Since taking power eight months ago, Justice Minister Yariv Levin, an ally of Netanyahu, has consistently refused to convene the committee responsible for selecting the nation’s judges. This refusal has resulted in numerous vacant judgeships across Israel. Attorney General Baharav-Miara is now set to present arguments against Levin’s position in court, a development considered highly unusual by legal experts.

Justice Minister Yariv Levin

Levin, a key figure behind the overhaul, aims to modify the composition of the selection committee, granting Netanyahu’s far-right ruling coalition the ultimate authority in appointing judges. This is part of a broader judicial overhaul proposed by Netanyahu’s government.

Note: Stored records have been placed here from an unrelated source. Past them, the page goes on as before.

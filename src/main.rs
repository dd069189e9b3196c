//! Upcache Server
//!
//! Deduplicating upload cache: files are hashed, looked up in Redis, and
//! only unseen content is sent to the remote file API.

use std::net::SocketAddr;

use tokio::signal;
use tower_http::cors::{Any, CorsLayer};
use tower_http::trace::TraceLayer;
use tracing_subscriber::{layer::SubscriberExt, util::SubscriberInitExt};

use upcache_server::{routes, AppState, Config};

#[tokio::main]
async fn main() {
    // Load configuration before tracing so DEBUG can pick the default filter
    dotenvy::dotenv().ok();
    let loaded = Config::from_env();

    let debug = loaded.as_ref().map(|c| c.server.debug).unwrap_or(false);
    let default_filter = if debug {
        "upcache_server=debug,tower_http=debug"
    } else {
        "upcache_server=info,tower_http=info"
    };

    // Initialize tracing
    tracing_subscriber::registry()
        .with(tracing_subscriber::EnvFilter::try_from_default_env()
            .unwrap_or_else(|_| default_filter.into()))
        .with(tracing_subscriber::fmt::layer())
        .init();

    let config = loaded.unwrap_or_else(|e| {
        tracing::warn!("Failed to load config from env: {}, using defaults", e);
        Config::default()
    });

    tracing::info!("Starting Upcache Server v{}", env!("CARGO_PKG_VERSION"));
    tracing::info!("Cache TTL: {}s", config.cache.ttl.as_secs());
    tracing::info!("Upload concurrency limit: {}", config.remote.concurrency_limit);
    tracing::info!("Staging directory: {}", config.remote.staging_dir.display());

    let host = config.server.host.clone();
    let port = config.server.port;

    // Create application state
    let app_state = AppState::build(config)
        .await
        .expect("Failed to initialize application state");

    // Build CORS layer
    let cors = CorsLayer::new()
        .allow_origin(Any)
        .allow_methods(Any)
        .allow_headers(Any);

    // Build router
    let app = routes::router(app_state)
        .layer(TraceLayer::new_for_http())
        .layer(cors);

    // Start server with graceful shutdown
    let addr: SocketAddr = format!("{}:{}", host, port)
        .parse()
        .unwrap_or_else(|_| SocketAddr::from(([0, 0, 0, 0], port)));
    tracing::info!("Upcache Server listening on {}", addr);

    let listener = tokio::net::TcpListener::bind(addr).await.unwrap();

    axum::serve(listener, app)
        .with_graceful_shutdown(shutdown_signal())
        .await
        .unwrap();

    tracing::info!("Server shutdown complete");
}

/// Graceful shutdown signal handler
async fn shutdown_signal() {
    let ctrl_c = async {
        signal::ctrl_c()
            .await
            .expect("failed to install Ctrl+C handler");
    };

    #[cfg(unix)]
    let terminate = async {
        signal::unix::signal(signal::unix::SignalKind::terminate())
            .expect("failed to install signal handler")
            .recv()
            .await;
    };

    #[cfg(not(unix))]
    let terminate = std::future::pending::<()>();

    tokio::select! {
        _ = ctrl_c => {},
        _ = terminate => {},
    }

    tracing::info!("Shutdown signal received, starting graceful shutdown");
}
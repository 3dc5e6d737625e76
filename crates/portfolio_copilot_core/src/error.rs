//! crates/portfolio_copilot_core/src/error.rs
//!
//! The error returned by the conversation services (dialogue engine and tool loop).

use crate::assembler::AssembleError;
use crate::domain::{StepId, WorkflowKind};
use crate::ports::PortError;
use crate::tools::ToolError;

#[derive(Debug, thiserror::Error)]
pub enum CopilotError {
    /// Represents an error that propagated up from one of the core service ports.
    #[error("Service Port Error: {0}")]
    Port(#[from] PortError),

    #[error("Could not assemble update: {0}")]
    Assemble(#[from] AssembleError),

    #[error("Tool dispatch failed: {0}")]
    Tool(#[from] ToolError),

    /// A stored session whose step does not belong to its workflow.
    #[error("Stored session is inconsistent: step {step:?} in workflow {workflow:?}")]
    CorruptSession {
        workflow: Option<WorkflowKind>,
        step: Option<StepId>,
    },
}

Before the delay, petitions challenging Levin’s refusal were scheduled to be heard on Thursday. Typically, the attorney general would represent Levin’s position in such cases. However, with Baharav-Miara openly opposing the overhaul and Levin’s stance, the Justice Minister requested the postponement to seek independent legal counsel.

Amichai Cohen, a constitutional law professor and senior fellow at the Israel Democracy Institute, described the situation as highly exceptional. He noted that prior to the current government’s tenure, the attorney general and government rarely took opposing positions. Cohen emphasized the customary practice of arriving at a unified position through dialogue. The Supreme Court rescheduled the hearing for September 19.

Israel Democracy

In a court filing on Monday, Baharav-Miara pointed out that Levin’s actions had resulted in a significant number of judicial vacancies. According to her filing, if the selection committee is not convened by the end of the year, over 53 judgeships across the country, equivalent to more than 5% of the national bench, will remain vacant.

Levin has until Sunday to secure independent legal counsel and present his position to the Court.

This hearing is one of three pivotal cases that Israel’s Supreme Court will address this month concerning the legality of the proposed judicial overhaul. The rulings in these cases could potentially trigger a constitutional crisis if Netanyahu’s government chooses not to abide by the court’s decisions.

The most high-profile case is scheduled for September 12, in which the court will examine challenges to the coalition’s decision in July to eliminate the “reasonableness standard.” This standard has historically allowed the Court to strike down parliamentary decisions and appointments that are deemed unreasonable.

Netanyahu's coalition

Netanyahu’s coalition, which is dominated by religious and ultranationalist parties, contends that non-elected judges in Israel hold excessive power and need to be reined in. Critics of the overhaul, representing a broad cross-section of Israeli society, argue that the plan threatens the country’s system of checks and balances and consolidates power in the hands of Netanyahu and his allies.

For over eight months, tens of thousands of Israelis have taken to the streets in protest against the overhaul, marking one of the most prolonged periods of demonstrations in the country’s history. The coalition argues that judges should not have the authority to overturn significant decisions made by elected officials. Opponents of the reform contend that removing the reasonability standard opens the door to corruption and the improper appointment of unqualified individuals to crucial positions.